__Records for this exercise__.
════

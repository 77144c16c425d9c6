//! Error types for greenstar

use thiserror::Error;

/// Errors raised by [`LinkedList`](crate::list::LinkedList) operations.
#[derive(Error, Debug, Clone, Copy, PartialEq, Eq)]
pub enum ListError {
    /// The index does not name a node in the chain
    #[error("Index out of bounds: index {index}, size {size}")]
    IndexOutOfBounds {
        /// Requested index
        index: usize,
        /// Size of the list at the time of the request
        size: usize,
    },
}

/// Errors raised while parsing route patterns or resolving locations.
#[derive(Error, Debug, Clone, PartialEq, Eq)]
pub enum RouteError {
    /// Malformed route pattern
    #[error("Invalid route pattern {pattern:?}: {reason}")]
    InvalidPattern {
        /// The offending pattern
        pattern: String,
        /// What is wrong with it
        reason: String,
    },

    /// No route matched and the table has no catch-all
    #[error("No route matches {path:?}")]
    NoMatch {
        /// The requested path
        path: String,
    },

    /// Redirects did not settle within the hop limit
    #[error("Redirect loop while resolving {path:?} (more than {max} hops)")]
    RedirectLoop {
        /// The originally requested path
        path: String,
        /// Hop limit
        max: usize,
    },

    /// `href` was asked for a route name that is not in the table
    #[error("Unknown route name: {0}")]
    UnknownRouteName(String),

    /// `href` was not given a parameter the pattern needs
    #[error("Missing parameter {param:?} for route {route:?}")]
    MissingParam {
        /// Route name
        route: String,
        /// Parameter name
        param: String,
    },
}

/// Errors raised while loading or validating site configuration.
#[derive(Error, Debug)]
pub enum SiteError {
    /// Config file could not be read
    #[error("Failed to read site config: {0}")]
    Io(#[from] std::io::Error),

    /// Config document is not valid JSON for a site
    #[error("Failed to parse site config: {0}")]
    Parse(#[from] serde_json::Error),

    /// Two posts share an id
    #[error("Duplicate post id: {0}")]
    DuplicatePostId(u32),

    /// Base URL must be an absolute path
    #[error("Invalid base URL {0:?}: must start with '/'")]
    InvalidBaseUrl(String),
}

/// Errors raised by the application lifecycle and rendering.
#[derive(Error, Debug, Clone, PartialEq, Eq)]
pub enum AppError {
    /// Operation requires an unmounted app
    #[error("Application is already mounted on {0}")]
    AlreadyMounted(String),

    /// Operation requires a mounted app
    #[error("Application is not mounted")]
    NotMounted,

    /// Mount selector is not an id selector
    #[error("Invalid mount target {0:?}: expected an id selector like \"#app\"")]
    InvalidMountTarget(String),

    /// Mount or navigation without an installed router
    #[error("No router installed")]
    NoRouter,

    /// A route parameter could not be interpreted by its view
    #[error("Invalid value {value:?} for parameter {param:?}")]
    InvalidParam {
        /// Parameter name
        param: String,
        /// Raw value
        value: String,
    },

    /// The Post view referenced a post that does not exist
    #[error("Post not found: {0}")]
    PostNotFound(u32),

    /// History has no entry in the requested direction
    #[error("No history entry to go {0}")]
    NoHistory(&'static str),

    /// Route resolution failed
    #[error(transparent)]
    Route(#[from] RouteError),
}

/// Main error type for greenstar operations
#[derive(Error, Debug)]
pub enum GreenstarError {
    /// Linked list error
    #[error(transparent)]
    List(#[from] ListError),

    /// Routing error
    #[error(transparent)]
    Route(#[from] RouteError),

    /// Site configuration error
    #[error(transparent)]
    Site(#[from] SiteError),

    /// Application error
    #[error(transparent)]
    App(#[from] AppError),
}

/// Result type alias for greenstar operations
pub type Result<T> = std::result::Result<T, GreenstarError>;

════

__Task statement__.
Scan the entries above for the word "from" and collect each line holding it.

__Solution to the exercise__.
    Io(#[from] std::io::Error),
    Parse(#[from] serde_json::Error),
    Route(#[from] RouteError),
    List(#[from] ListError),
    Route(#[from] RouteError),
    Site(#[from] SiteError),
    App(#[from] AppError),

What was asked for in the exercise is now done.